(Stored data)
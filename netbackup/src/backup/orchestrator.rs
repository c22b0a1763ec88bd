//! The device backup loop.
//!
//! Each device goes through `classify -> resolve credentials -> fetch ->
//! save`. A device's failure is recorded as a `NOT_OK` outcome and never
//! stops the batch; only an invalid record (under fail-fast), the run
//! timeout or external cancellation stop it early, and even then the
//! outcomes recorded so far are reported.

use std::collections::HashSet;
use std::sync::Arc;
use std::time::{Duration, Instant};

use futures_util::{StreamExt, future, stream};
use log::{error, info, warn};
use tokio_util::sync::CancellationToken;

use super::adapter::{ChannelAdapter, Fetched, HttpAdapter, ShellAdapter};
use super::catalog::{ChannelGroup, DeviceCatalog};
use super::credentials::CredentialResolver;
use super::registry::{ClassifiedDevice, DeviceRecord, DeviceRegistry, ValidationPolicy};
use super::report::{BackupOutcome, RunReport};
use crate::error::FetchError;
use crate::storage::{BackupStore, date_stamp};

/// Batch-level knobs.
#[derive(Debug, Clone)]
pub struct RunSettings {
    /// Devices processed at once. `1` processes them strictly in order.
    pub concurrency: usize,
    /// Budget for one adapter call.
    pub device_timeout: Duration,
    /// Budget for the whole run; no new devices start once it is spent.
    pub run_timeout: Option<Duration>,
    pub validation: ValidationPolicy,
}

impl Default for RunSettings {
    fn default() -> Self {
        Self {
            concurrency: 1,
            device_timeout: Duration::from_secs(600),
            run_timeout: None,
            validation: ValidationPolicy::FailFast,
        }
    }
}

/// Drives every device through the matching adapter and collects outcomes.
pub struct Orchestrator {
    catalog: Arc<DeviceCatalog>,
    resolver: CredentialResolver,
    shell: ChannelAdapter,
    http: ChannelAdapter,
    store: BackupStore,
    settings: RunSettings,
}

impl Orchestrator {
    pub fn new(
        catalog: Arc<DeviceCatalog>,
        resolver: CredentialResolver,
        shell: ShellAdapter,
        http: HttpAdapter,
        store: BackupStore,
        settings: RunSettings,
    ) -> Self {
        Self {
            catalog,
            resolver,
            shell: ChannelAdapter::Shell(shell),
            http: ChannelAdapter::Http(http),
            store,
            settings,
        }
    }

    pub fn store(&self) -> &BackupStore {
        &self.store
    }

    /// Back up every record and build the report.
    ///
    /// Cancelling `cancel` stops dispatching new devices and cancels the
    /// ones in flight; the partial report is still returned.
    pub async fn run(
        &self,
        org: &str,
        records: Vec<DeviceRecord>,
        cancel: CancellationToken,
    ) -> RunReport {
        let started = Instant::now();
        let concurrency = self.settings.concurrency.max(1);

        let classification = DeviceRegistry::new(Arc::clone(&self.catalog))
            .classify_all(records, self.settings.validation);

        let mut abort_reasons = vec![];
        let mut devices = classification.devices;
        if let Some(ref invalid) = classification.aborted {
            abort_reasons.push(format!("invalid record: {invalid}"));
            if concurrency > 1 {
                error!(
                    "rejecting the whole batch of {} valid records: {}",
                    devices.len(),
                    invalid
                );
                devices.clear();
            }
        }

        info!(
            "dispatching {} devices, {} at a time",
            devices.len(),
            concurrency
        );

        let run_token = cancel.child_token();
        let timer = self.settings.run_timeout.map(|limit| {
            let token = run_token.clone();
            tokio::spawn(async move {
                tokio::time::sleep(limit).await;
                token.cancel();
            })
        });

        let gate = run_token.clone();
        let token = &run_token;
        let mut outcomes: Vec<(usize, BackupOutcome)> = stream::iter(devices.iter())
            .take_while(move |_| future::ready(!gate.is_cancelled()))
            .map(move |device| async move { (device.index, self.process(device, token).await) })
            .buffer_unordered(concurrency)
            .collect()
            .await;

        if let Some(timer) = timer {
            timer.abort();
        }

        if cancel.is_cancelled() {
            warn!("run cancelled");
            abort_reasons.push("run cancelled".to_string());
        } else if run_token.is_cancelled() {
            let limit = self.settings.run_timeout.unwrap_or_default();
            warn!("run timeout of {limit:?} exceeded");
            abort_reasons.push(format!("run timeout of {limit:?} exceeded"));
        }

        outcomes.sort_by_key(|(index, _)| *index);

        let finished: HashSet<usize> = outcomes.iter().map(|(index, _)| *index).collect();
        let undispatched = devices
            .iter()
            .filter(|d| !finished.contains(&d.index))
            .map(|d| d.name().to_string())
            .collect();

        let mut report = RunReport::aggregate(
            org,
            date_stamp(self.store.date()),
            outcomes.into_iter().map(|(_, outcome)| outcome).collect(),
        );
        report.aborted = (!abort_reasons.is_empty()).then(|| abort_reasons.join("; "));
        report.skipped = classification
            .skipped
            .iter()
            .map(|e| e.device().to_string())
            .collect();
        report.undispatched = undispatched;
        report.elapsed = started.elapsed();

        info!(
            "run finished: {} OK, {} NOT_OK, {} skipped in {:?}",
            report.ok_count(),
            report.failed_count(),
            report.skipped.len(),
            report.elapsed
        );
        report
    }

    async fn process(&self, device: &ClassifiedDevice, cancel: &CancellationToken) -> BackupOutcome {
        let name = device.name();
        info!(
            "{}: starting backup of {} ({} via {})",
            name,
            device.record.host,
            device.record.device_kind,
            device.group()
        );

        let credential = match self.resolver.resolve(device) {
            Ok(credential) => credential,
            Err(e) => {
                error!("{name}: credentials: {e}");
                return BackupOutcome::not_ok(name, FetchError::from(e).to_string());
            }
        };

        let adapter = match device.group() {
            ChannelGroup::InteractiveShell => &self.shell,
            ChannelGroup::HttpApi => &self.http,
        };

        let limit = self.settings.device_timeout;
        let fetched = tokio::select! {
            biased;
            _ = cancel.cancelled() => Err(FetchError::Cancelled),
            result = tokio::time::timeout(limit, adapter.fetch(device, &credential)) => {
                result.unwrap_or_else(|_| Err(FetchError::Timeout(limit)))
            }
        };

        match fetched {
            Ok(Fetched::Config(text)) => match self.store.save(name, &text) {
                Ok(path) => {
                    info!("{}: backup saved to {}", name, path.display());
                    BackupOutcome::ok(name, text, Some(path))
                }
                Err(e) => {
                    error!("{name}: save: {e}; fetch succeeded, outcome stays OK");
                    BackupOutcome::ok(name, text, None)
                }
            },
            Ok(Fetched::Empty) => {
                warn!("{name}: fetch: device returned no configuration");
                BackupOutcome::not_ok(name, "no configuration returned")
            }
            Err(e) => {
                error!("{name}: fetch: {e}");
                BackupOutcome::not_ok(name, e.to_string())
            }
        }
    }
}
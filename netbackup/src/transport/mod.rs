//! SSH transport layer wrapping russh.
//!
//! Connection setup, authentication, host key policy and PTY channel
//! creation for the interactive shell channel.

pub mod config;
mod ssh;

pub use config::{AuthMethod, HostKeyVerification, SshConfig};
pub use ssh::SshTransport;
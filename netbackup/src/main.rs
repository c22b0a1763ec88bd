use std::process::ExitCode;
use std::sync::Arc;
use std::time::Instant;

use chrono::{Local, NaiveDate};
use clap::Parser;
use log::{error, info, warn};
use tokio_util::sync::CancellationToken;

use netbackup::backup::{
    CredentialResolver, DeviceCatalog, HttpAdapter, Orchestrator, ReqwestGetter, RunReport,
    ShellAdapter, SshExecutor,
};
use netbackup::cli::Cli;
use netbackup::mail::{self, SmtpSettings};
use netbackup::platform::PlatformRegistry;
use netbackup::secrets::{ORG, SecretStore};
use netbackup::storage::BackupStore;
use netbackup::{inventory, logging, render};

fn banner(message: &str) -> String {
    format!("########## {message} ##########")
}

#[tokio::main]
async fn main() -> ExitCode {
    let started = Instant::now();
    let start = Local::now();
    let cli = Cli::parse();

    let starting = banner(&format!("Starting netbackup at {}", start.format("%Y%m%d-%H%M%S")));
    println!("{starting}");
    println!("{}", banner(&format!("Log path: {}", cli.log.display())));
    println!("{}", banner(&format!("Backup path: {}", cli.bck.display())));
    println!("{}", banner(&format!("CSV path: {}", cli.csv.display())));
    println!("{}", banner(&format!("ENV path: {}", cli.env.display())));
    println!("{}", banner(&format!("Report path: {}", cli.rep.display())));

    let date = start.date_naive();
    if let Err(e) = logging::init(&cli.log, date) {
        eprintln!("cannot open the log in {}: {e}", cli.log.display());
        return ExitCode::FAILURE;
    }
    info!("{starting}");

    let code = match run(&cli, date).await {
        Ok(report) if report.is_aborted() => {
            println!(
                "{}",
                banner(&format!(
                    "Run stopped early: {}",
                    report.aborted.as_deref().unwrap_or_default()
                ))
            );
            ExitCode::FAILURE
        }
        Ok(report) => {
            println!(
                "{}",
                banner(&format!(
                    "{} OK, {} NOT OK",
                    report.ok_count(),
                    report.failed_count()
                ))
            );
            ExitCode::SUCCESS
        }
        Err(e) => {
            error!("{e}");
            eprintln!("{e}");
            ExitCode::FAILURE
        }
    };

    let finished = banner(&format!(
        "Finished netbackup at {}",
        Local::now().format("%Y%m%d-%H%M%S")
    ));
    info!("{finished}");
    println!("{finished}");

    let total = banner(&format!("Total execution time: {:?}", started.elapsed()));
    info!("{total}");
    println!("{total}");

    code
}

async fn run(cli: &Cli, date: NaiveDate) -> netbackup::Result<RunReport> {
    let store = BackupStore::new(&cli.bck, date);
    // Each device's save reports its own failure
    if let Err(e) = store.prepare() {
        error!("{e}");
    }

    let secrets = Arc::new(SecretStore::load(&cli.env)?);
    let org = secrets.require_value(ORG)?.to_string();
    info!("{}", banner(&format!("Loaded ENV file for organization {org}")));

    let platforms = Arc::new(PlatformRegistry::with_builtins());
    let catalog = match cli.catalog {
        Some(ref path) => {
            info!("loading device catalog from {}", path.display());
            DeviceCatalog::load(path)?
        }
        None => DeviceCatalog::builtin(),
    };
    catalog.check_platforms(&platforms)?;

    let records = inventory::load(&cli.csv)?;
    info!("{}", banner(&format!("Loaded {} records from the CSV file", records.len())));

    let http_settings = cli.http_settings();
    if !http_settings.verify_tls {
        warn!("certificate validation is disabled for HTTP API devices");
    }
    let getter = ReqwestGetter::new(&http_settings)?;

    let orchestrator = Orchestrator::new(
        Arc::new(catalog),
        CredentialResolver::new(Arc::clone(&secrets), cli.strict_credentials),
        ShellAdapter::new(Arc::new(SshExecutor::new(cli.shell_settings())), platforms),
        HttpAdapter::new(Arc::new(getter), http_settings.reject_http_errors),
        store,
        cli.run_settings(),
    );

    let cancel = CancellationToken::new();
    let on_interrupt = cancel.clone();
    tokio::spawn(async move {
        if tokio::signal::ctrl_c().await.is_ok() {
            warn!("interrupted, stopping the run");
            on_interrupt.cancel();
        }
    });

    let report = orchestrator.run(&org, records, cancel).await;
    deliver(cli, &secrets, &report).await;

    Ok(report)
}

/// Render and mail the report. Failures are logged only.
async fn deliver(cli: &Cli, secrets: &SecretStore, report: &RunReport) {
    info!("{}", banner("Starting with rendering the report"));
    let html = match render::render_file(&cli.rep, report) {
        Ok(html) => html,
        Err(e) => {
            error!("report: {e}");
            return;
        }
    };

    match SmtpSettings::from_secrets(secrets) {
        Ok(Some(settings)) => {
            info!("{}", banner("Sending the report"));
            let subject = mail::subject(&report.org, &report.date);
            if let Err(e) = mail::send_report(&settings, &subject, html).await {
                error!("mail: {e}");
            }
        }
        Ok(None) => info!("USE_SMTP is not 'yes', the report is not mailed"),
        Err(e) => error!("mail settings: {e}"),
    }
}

• [ACTIVITY]: Using the entries shown above, reproduce verbatim the lines from the line bearing "fn banner(message: &str)" to the line bearing "if let Err(e) = logging::init(&cli.log, date)", inclusive.

• [WRITTEN REPLY]:
fn banner(message: &str) -> String {
    format!("########## {message} ##########")
}

#[tokio::main]
async fn main() -> ExitCode {
    let started = Instant::now();
    let start = Local::now();
    let cli = Cli::parse();

    let starting = banner(&format!("Starting netbackup at {}", start.format("%Y%m%d-%H%M%S")));
    println!("{starting}");
    println!("{}", banner(&format!("Log path: {}", cli.log.display())));
    println!("{}", banner(&format!("Backup path: {}", cli.bck.display())));
    println!("{}", banner(&format!("CSV path: {}", cli.csv.display())));
    println!("{}", banner(&format!("ENV path: {}", cli.env.display())));
    println!("{}", banner(&format!("Report path: {}", cli.rep.display())));

    let date = start.date_naive();
    if let Err(e) = logging::init(&cli.log, date) {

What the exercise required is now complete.